Un sondeo de opinión realizado por la emisora La Voz del Pueblo 920 AM, demuestra que el hoy ministro de Salud Guillermo Alfonso Jaramillo definitivamente tiene efecto teflón, es decir, poco lo afectan entre un amplio sector de la opinión pública los escándalos del gobierno Petro al cual pertenece.
Por: Edward Amaya Márquez
Esto se explica tal vez porque ha sabido mantener distancia de ciertas polémicas incómodas que apuntan a su jefe directo o a sus compañeros y ex compañeros de gabinete. Además, Jaramillo es frentero, de malas pulgas pero frentero, y eso en política es clave, la gente no gusta de los tibios.

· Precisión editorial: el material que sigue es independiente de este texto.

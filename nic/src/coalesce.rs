//! Interrupt-coalescing quantization.
//!
//! Hardware supports a small set of hold-off timer values and packet-count
//! thresholds; requests are quantized to the nearest supported slot.

use crate::error::{NicError, Result};
use crate::hw::fw::FwQueueOps;
use crate::sge::RespQueue;

/// Number of hold-off timer slots.
pub const NTIMERS: usize = 6;

/// Number of packet-count threshold slots.
pub const NCOUNTERS: usize = 4;

/// Timer index encoding "timer disabled".
pub const TIMER_OFF: u8 = NTIMERS as u8;

/// Default hold-off timer values, in microseconds.
pub const DEFAULT_TIMER_US: [u16; NTIMERS] = [5, 10, 20, 50, 100, 200];

/// Default packet-count thresholds.
pub const DEFAULT_COUNTER: [u16; NCOUNTERS] = [1, 8, 16, 32];

/// The coalescing tables the device was configured with.
#[derive(Debug, Clone, Copy)]
pub struct HoldoffTables {
    /// Hold-off timer values in microseconds.
    pub timer_us: [u16; NTIMERS],
    /// Packet-count thresholds.
    pub counter: [u16; NCOUNTERS],
}

impl Default for HoldoffTables {
    fn default() -> Self {
        Self { timer_us: DEFAULT_TIMER_US, counter: DEFAULT_COUNTER }
    }
}

/// A response queue's resolved interrupt hold-off state.
#[derive(Debug, Clone, Copy, PartialEq, Eq)]
pub struct HoldoffParams {
    /// Index into the timer table, or [`TIMER_OFF`].
    pub timer_idx: u8,
    /// Index into the packet-count table.
    pub pktcnt_idx: u8,
    /// Whether the packet counter arms interrupts.
    pub cnt_en: bool,
}

impl HoldoffParams {
    /// Hold-off state for a queue created with explicit indices and the
    /// counter disabled.
    pub const fn timer_only(timer_idx: u8) -> Self {
        Self { timer_idx, pktcnt_idx: 0, cnt_en: false }
    }
}

impl Default for HoldoffParams {
    fn default() -> Self {
        Self { timer_idx: 0, pktcnt_idx: 0, cnt_en: false }
    }
}

/// Index of the table entry nearest to `requested`.
///
/// Forward scan with strict less-than, so the lowest index wins ties.
/// `table` must be non-empty.
pub fn nearest(requested: u32, table: &[u16]) -> usize {
    let mut matched = 0;
    let mut min_delta = u32::MAX;
    for (i, &v) in table.iter().enumerate() {
        let delta = requested.abs_diff(v as u32);
        if delta < min_delta {
            min_delta = delta;
            matched = i;
        }
    }
    matched
}

/// A queue's current hold-off time in microseconds. 0 means no timer.
pub fn holdoff_time_us(tables: &HoldoffTables, q: &RespQueue) -> u32 {
    let idx = q.holdoff.timer_idx as usize;
    if idx < NTIMERS { tables.timer_us[idx] as u32 } else { 0 }
}

/// A queue's current packet-count threshold. 0 means counter disabled.
pub fn holdoff_pkt_count(tables: &HoldoffTables, q: &RespQueue) -> u32 {
    if q.holdoff.cnt_en { tables.counter[q.holdoff.pktcnt_idx as usize] as u32 } else { 0 }
}

/// Set a response queue's interrupt hold-off time and packet count.
///
/// At least one of the two mechanisms must arm interrupts, so when both
/// `us` and `cnt` are zero the packet count is forced to 1. If the queue
/// already has live hardware state and its packet-count index changes, a
/// parameter-update command is issued immediately; otherwise the values
/// are only cached for creation time.
pub fn program<F: FwQueueOps>(
    fw: &F,
    tables: &HoldoffTables,
    q: &mut RespQueue,
    us: u32,
    mut cnt: u32,
) -> Result<()> {
    if us == 0 && cnt == 0 {
        cnt = 1;
    }

    if cnt != 0 {
        let new_idx = nearest(cnt, &tables.counter) as u8;
        if q.live && q.holdoff.pktcnt_idx != new_idx {
            // The queue has already been created, update it in place.
            fw.set_intr_pktcnt(q.cntxt_id, new_idx).map_err(NicError::from)?;
        }
        q.holdoff.pktcnt_idx = new_idx;
    }

    q.holdoff.timer_idx = if us == 0 { TIMER_OFF } else { nearest(us, &tables.timer_us) as u8 };
    q.holdoff.cnt_en = cnt > 0;
    Ok(())
}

Si las elecciones fueran mañana, Jaramillo sin duda sería un candidato muy difícil de derrotar. Al momento de escribir esta columna, el sondeo alcanzaba 183.234 visualizaciones, 22.237 interacciones y 2.475 comentarios, lo que demuestra que el ex alcalde de Ibagué y ex gobernador del Tolima genera todo tipo de pasiones que mueven la opinión. Ahora bien, frente a la pregunta de si votarían por Jaramillo en las elecciones para gobernación, de los 4.532 votos, 3.605 se expresaron a favor y 693 en contra. Ello contrasta con los comentarios, ya que un 58 % fueron negativos y un 42 positivos. Sinembargo, alguien diría que no está nada mal teniendo en cuenta el peso que el hoy funcionario ha tenido que soportar con la reforma a la salud y el estado actual del sistema.
Sé que muchos dirán que estamos muy lejos de esas elecciones y por lo tanto esta columna aparece en el momento menos indicado, pero las continuas visitas de Jaramillo al Tolima obligan estos análisis. Dirán también que esas sucesivas visitas las hace en el ejercicio de su cargo, y tienen razón -en parte- ya que les recordaría que Jaramillo nos ha enseñado que es un viejo zorro y que cada paso que da lo hace con cálculos políticos. Solo basta recordar la manera como realizó su campaña a la alcaldía de Ibagué. Dicen que hizo una campaña de unos pocos meses. ¡Mentira! De manera hábil, Jaramillo aprovechó su visibilidad en la alcaldía de Petro y visitó líderes y barrios los fines de semana, lo que le sirvió para aterrizar definitivamente en Ibagué al final del gobierno de Luis H. Rodríguez y aprovechar el natural descontento de los habitantes de la ciudad.
En conclusión, si el médico Guillermo Alfonso decide cumplir la orden de su jefe Gustavo Petro y emprender una campaña a la gobernación del Tolima, tendrá que aparecer un fuerte candidato de consenso entre las diferentes fuerzas políticas que logren derrotarlo. Pero claro, eso está lejos aún, primero elijamos un buen Congreso y un buen Presidente.